§ EXERCISE GOAL:
Your answer needs to include each line of the records in which the string "LoadFuture" can be found.

§ RECORDS FOR THIS TASK:

use std::collections::BTreeMap;
use std::sync::atomic::{AtomicU64, Ordering};
use std::sync::{Arc, Mutex, MutexGuard, PoisonError};

use futures::future::{BoxFuture, FutureExt, Shared, join_all};
use tracing::{debug, info, warn};
use typed_i18n_core::{OperationSpec, TemplateEngine};

use crate::error::{LoadResult, ValidationError};
use crate::parser::TreeParser;
use crate::provider::{PreparedLanguage, ValidatingProvider};
use crate::source::ByteSource;
use crate::translator::Translator;

type LoadFuture = Shared<BoxFuture<'static, LoadResult<Arc<PreparedLanguage>>>>;

enum Slot {
    Loading { generation: u64, future: LoadFuture },
    Ready(Arc<PreparedLanguage>),
}

/// Caches prepared languages and hands out translators bound to them.
///
/// At most one load per locale is in flight; concurrent `prepare` calls for
/// the same locale await that load. A failed load leaves the locale
/// unprepared so a later `prepare` fetches again.
pub struct Manager<S, P> {
    provider: Arc<ValidatingProvider<S, P>>,
    engine: TemplateEngine,
    slots: Mutex<BTreeMap<String, Slot>>,
    generation: AtomicU64,
}

impl<S, P> Manager<S, P>
where
    S: ByteSource + 'static,
    P: TreeParser + 'static,
{
    pub fn new(provider: ValidatingProvider<S, P>) -> Self {
        Self {
            provider: Arc::new(provider),
            engine: TemplateEngine::new(),
            slots: Mutex::new(BTreeMap::new()),
            generation: AtomicU64::new(0),
        }
    }

    pub fn spec(&self) -> &Arc<OperationSpec> {
        self.provider.spec()
    }

    /// Prepares every listed locale. Locales that validate stay cached even
    /// when another one in the batch fails; the error reported is the first
    /// failure in the order given.
    pub async fn prepare<I>(&self, locales: I) -> LoadResult<()>
    where
        I: IntoIterator,
        I::Item: AsRef<str>,
    {
        let mut batch: Vec<String> = Vec::new();
        for locale in locales {
            let locale = locale.as_ref();
            if !batch.iter().any(|seen| seen == locale) {
                batch.push(locale.to_string());
            }
        }
        let outcomes = join_all(batch.iter().map(|locale| self.prepare_one(locale))).await;
        outcomes.into_iter().try_for_each(|outcome| outcome.map(drop))
    }

    pub async fn prepare_one(&self, locale: &str) -> LoadResult<Arc<PreparedLanguage>> {
        let (generation, future) = {
            let mut slots = self.slots();
            match slots.get(locale) {
                Some(Slot::Ready(prepared)) => {
                    debug!(locale, "locale already prepared");
                    return Ok(Arc::clone(prepared));
                }
                Some(Slot::Loading { generation, future }) => {
                    debug!(locale, "joining in-flight load");
                    (*generation, future.clone())
                }
                None => {
                    let generation = self.generation.fetch_add(1, Ordering::Relaxed);
                    let future = self.start_load(locale);
                    slots.insert(
                        locale.to_string(),
                        Slot::Loading {
                            generation,
                            future: future.clone(),
                        },
                    );
                    (generation, future)
                }
            }
        };

        let outcome = future.await;

        let mut slots = self.slots();
        let current = matches!(
            slots.get(locale),
            Some(Slot::Loading { generation: active, .. }) if *active == generation
        );
        if current {
            match &outcome {
                Ok(prepared) => {
                    info!(locale, digest = %prepared.digest_hex(), "locale prepared");
                    slots.insert(locale.to_string(), Slot::Ready(Arc::clone(prepared)));
                }
                Err(err) => {
                    warn!(locale, error = %err, "locale failed validation");
                    slots.remove(locale);
                }
            }
        }
        outcome
    }

    /// Translator for a prepared locale.
    pub fn language(&self, locale: &str) -> LoadResult<Translator> {
        match self.slots().get(locale) {
            Some(Slot::Ready(prepared)) => Ok(Translator::new(
                Arc::clone(prepared),
                Arc::clone(self.spec()),
                self.engine,
            )),
            _ => Err(ValidationError::NotPrepared(locale.to_string())),
        }
    }

    pub fn prepared(&self, locale: &str) -> Option<Arc<PreparedLanguage>> {
        match self.slots().get(locale) {
            Some(Slot::Ready(prepared)) => Some(Arc::clone(prepared)),
            _ => None,
        }
    }

    pub fn is_prepared(&self, locale: &str) -> bool {
        self.prepared(locale).is_some()
    }

    pub fn prepared_locales(&self) -> Vec<String> {
        self.slots()
            .iter()
            .filter(|(_, slot)| matches!(slot, Slot::Ready(_)))
            .map(|(locale, _)| locale.clone())
            .collect()
    }

    /// Drops a cached or in-flight locale. An in-flight load still completes
    /// for its current waiters but is not cached.
    pub fn invalidate(&self, locale: &str) -> bool {
        let removed = self.slots().remove(locale).is_some();
        if removed {
            debug!(locale, "locale invalidated");
        }
        removed
    }

    fn start_load(&self, locale: &str) -> LoadFuture {
        let provider = Arc::clone(&self.provider);
        let locale = locale.to_string();
        async move { provider.load(&locale).await.map(Arc::new) }
            .boxed()
            .shared()
    }

    fn slots(&self) -> MutexGuard<'_, BTreeMap<String, Slot>> {
        self.slots.lock().unwrap_or_else(PoisonError::into_inner)
    }
}

#[cfg(test)]
mod tests {
    use super::Manager;
    use crate::error::{SourceError, ValidationError};
    use crate::parser::JsonParser;
    use crate::provider::ValidatingProvider;
    use crate::source::{ByteSource, MemorySource};
    use std::collections::BTreeMap;
    use std::sync::atomic::{AtomicUsize, Ordering};
    use std::sync::{Arc, Mutex};
    use std::time::Duration;
    use typed_i18n_core::{OperationSpec, ParamType, Value};

    #[derive(Clone, Default)]
    struct CountingSource {
        locales: Arc<Mutex<BTreeMap<String, String>>>,
        fetches: Arc<AtomicUsize>,
        delay: Option<Duration>,
    }

    impl CountingSource {
        fn with(self, locale: &str, contents: &str) -> Self {
            self.set(locale, contents);
            self
        }

        fn set(&self, locale: &str, contents: &str) {
            self.locales
                .lock()
                .expect("lock")
                .insert(locale.to_string(), contents.to_string());
        }

        fn fetches(&self) -> usize {
            self.fetches.load(Ordering::SeqCst)
        }
    }

    impl ByteSource for CountingSource {
        async fn fetch(&self, locale: &str) -> Result<Vec<u8>, SourceError> {
            self.fetches.fetch_add(1, Ordering::SeqCst);
            if let Some(delay) = self.delay {
                tokio::time::sleep(delay).await;
            }
            let contents = self.locales.lock().expect("lock").get(locale).cloned();
            contents
                .map(String::into_bytes)
                .ok_or_else(|| SourceError::NotFound(locale.to_string()))
        }
    }

    fn spec() -> OperationSpec {
        let sub = OperationSpec::builder()
            .leaf("yo", [] as [(&str, ParamType); 0])
            .build()
            .expect("sub");
        OperationSpec::builder()
            .leaf("hello", [("name", ParamType::Str)])
            .leaf("oranges", [("number", ParamType::Int)])
            .group("sub", sub)
            .build()
            .expect("spec")
    }

    const EN: &str = r#"{"hello": "Hi ::name::!", "oranges": "There are ::number:: orange(s)!", "sub": {"yo": "Yo!"}}"#;
    const FR: &str = r#"{"hello": "Salut ::name:: !", "oranges": "Il y a ::number:: orange(s) !", "sub": {"yo": "Yo !"}}"#;

    fn manager(source: CountingSource) -> Manager<CountingSource, JsonParser> {
        Manager::new(ValidatingProvider::new(source, JsonParser, spec()))
    }

    #[tokio::test]
    async fn prepare_then_translate() {
        let manager = manager(CountingSource::default().with("en", EN));
        manager.prepare(["en"]).await.expect("prepare");
        let en = manager.language("en").expect("translator");
        assert_eq!(
            en.call("hello", &[Value::from("Nova")]).expect("call"),
            "Hi Nova!"
        );
        assert_eq!(
            en.call("oranges", &[Value::from(4)]).expect("call"),
            "There are 4 orange(s)!"
        );
        let sub = en.group("sub").expect("group");
        assert_eq!(sub.call("yo", &[]).expect("call"), "Yo!");
    }

    #[tokio::test]
    async fn prepare_is_idempotent() {
        let source = CountingSource::default().with("en", EN);
        let manager = manager(source.clone());
        manager.prepare(["en"]).await.expect("first");
        manager.prepare(["en"]).await.expect("second");
        assert_eq!(source.fetches(), 1);
        assert!(manager.is_prepared("en"));
    }

    #[tokio::test]
    async fn duplicate_codes_in_one_batch_fetch_once() {
        let source = CountingSource::default().with("en", EN);
        let manager = manager(source.clone());
        manager.prepare(["en", "en"]).await.expect("prepare");
        assert_eq!(source.fetches(), 1);
    }

    #[tokio::test]
    async fn concurrent_prepares_are_coalesced() {
        let source = CountingSource {
            delay: Some(Duration::from_millis(20)),
            ..CountingSource::default()
        }
        .with("en", EN);
        let manager = manager(source.clone());
        let (a, b, c) = tokio::join!(
            manager.prepare(["en"]),
            manager.prepare(["en"]),
            manager.prepare_one("en"),
        );
        a.expect("a");
        b.expect("b");
        c.expect("c");
        assert_eq!(source.fetches(), 1);
    }

    #[tokio::test]
    async fn language_requires_prepare() {
        let manager = manager(CountingSource::default().with("fr", FR));
        let err = manager.language("fr").expect_err("not prepared");
        assert_eq!(err, ValidationError::NotPrepared("fr".to_string()));
    }

    #[tokio::test]
    async fn partial_success_is_retained() {
        let source = CountingSource::default()
            .with("en", EN)
            .with("de", r#"{"hello": "Hallo"}"#);
        let manager = manager(source);
        let err = manager
            .prepare(["en", "de", "fr"])
            .await
            .expect_err("should fail");
        assert_eq!(err.locale(), "de");
        assert!(manager.is_prepared("en"));
        assert!(!manager.is_prepared("de"));
        assert!(!manager.is_prepared("fr"));
        assert_eq!(manager.prepared_locales(), ["en"]);
    }

    #[tokio::test]
    async fn failed_locale_is_fetched_again() {
        let source = CountingSource::default().with("en", "{}");
        let manager = manager(source.clone());
        let err = manager.prepare(["en"]).await.expect_err("should fail");
        assert!(matches!(err, ValidationError::MissingKey { .. }));
        source.set("en", EN);
        manager.prepare(["en"]).await.expect("retry");
        assert_eq!(source.fetches(), 2);
        assert!(manager.language("en").is_ok());
    }

    #[tokio::test]
    async fn invalidate_forces_refetch() {
        let source = CountingSource::default().with("en", EN);
        let manager = manager(source.clone());
        manager.prepare(["en"]).await.expect("prepare");
        let before = manager.prepared("en").expect("prepared").digest();

        source.set("en", &EN.replace("Hi", "Hello"));
        assert!(manager.invalidate("en"));
        assert!(!manager.invalidate("en"));
        assert!(manager.language("en").is_err());

        manager.prepare(["en"]).await.expect("prepare again");
        assert_eq!(source.fetches(), 2);
        let after = manager.prepared("en").expect("prepared").digest();
        assert_ne!(before, after);
        let en = manager.language("en").expect("translator");
        assert_eq!(
            en.call("hello", &[Value::from("Nova")]).expect("call"),
            "Hello Nova!"
        );
    }

    #[tokio::test]
    async fn invalidated_in_flight_load_is_not_cached() {
        let source = CountingSource {
            delay: Some(Duration::from_millis(20)),
            ..CountingSource::default()
        }
        .with("en", EN);
        let manager = manager(source);
        let (outcome, _) = tokio::join!(manager.prepare_one("en"), async {
            tokio::time::sleep(Duration::from_millis(5)).await;
            manager.invalidate("en")
        });
        outcome.expect("load still completes");
        assert!(!manager.is_prepared("en"));
    }

    #[tokio::test]
    async fn cancelled_prepare_leaves_cache_usable() {
        let source = CountingSource {
            delay: Some(Duration::from_millis(50)),
            ..CountingSource::default()
        }
        .with("en", EN);
        let manager = manager(source.clone());
        let cancelled =
            tokio::time::timeout(Duration::from_millis(5), manager.prepare(["en"])).await;
        assert!(cancelled.is_err());
        assert!(!manager.is_prepared("en"));

        manager.prepare(["en"]).await.expect("prepare");
        assert!(manager.is_prepared("en"));
        assert_eq!(source.fetches(), 1);
    }

    #[tokio::test]
    async fn works_with_memory_source() {
        let source = MemorySource::new().with("fr", FR);
        let manager = Manager::new(ValidatingProvider::new(source, JsonParser, spec()));
        manager.prepare(["fr"]).await.expect("prepare");
        let fr = manager.language("fr").expect("translator");
        assert_eq!(
            fr.call_at("sub.yo", &[]).expect("call"),
            "Yo !"
        );
    }
}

§ OUTPUT OF THE TASK:
type LoadFuture = Shared<BoxFuture<'static, LoadResult<Arc<PreparedLanguage>>>>;
    Loading { generation: u64, future: LoadFuture },
    fn start_load(&self, locale: &str) -> LoadFuture {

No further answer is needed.